*WHAT YOU NEED TO DO*. Among the entries that follow, find every line with the word "Deserialize" and list it.

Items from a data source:
● ● ●
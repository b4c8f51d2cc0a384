// Copyright 2025-Present Datadog, Inc. https://www.datadoghq.com/
// SPDX-License-Identifier: Apache-2.0

//! Delivery strategy selection.
//!
//! The strategy is a closed set chosen from configuration and dispatched by
//! [`crate::handler::LogHandler`]:
//!
//! 1. **Basic** - every record is sent as soon as it is written
//! 2. **Batching** - records are buffered and flushed in concurrent chunks
//! 3. **Cached** - every record is sent immediately, failures go to the
//!    local fallback store

use serde::{Deserialize, Serialize};

#[derive(Debug, Clone, Copy, PartialEq, Eq, Serialize, Deserialize)]
#[serde(rename_all = "snake_case")]
pub enum DeliveryMode {
    /// One request per record, failures are only logged.
    Basic,

    /// Buffer records and flush them by count or by age.
    Batching,

    /// One request per record, failures are persisted to the fallback store.
    Cached,
}

impl DeliveryMode {
    /// Parse from an environment variable string.
    ///
    /// Accepts: "basic", "batching", "cached"
    /// Aliases: "sync", "batch", "fallback", and the legacy handler class
    /// names (with or without namespace).
    pub fn from_env_str(s: &str) -> Option<Self> {
        // Legacy values are fully qualified class names.
        let name = s.trim().rsplit('\\').next().unwrap_or_default();
        match name.to_lowercase().as_str() {
            "basic" | "sync" | "notifyfreehandler" => Some(Self::Basic),
            "batching" | "batch" | "batchnotifyfreehandler" => Some(Self::Batching),
            "cached" | "fallback" | "cachednotifyfreehandler" => Some(Self::Cached),
            _ => None,
        }
    }

    /// Returns true if records are buffered before delivery.
    pub const fn is_batching(self) -> bool {
        matches!(self, Self::Batching)
    }

    /// Returns true if failed deliveries always go to the fallback store.
    pub const fn forces_fallback(self) -> bool {
        matches!(self, Self::Cached)
    }
}

impl Default for DeliveryMode {
    fn default() -> Self {
        Self::Batching
    }
}

impl std::fmt::Display for DeliveryMode {
    fn fmt(&self, f: &mut std::fmt::Formatter<'_>) -> std::fmt::Result {
        match self {
            Self::Basic => write!(f, "basic"),
            Self::Batching => write!(f, "batching"),
            Self::Cached => write!(f, "cached"),
        }
    }
}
● ● ●
*RESPONSE FOR THIS EXERCISE*.
use serde::{Deserialize, Serialize};
#[derive(Debug, Clone, Copy, PartialEq, Eq, Serialize, Deserialize)]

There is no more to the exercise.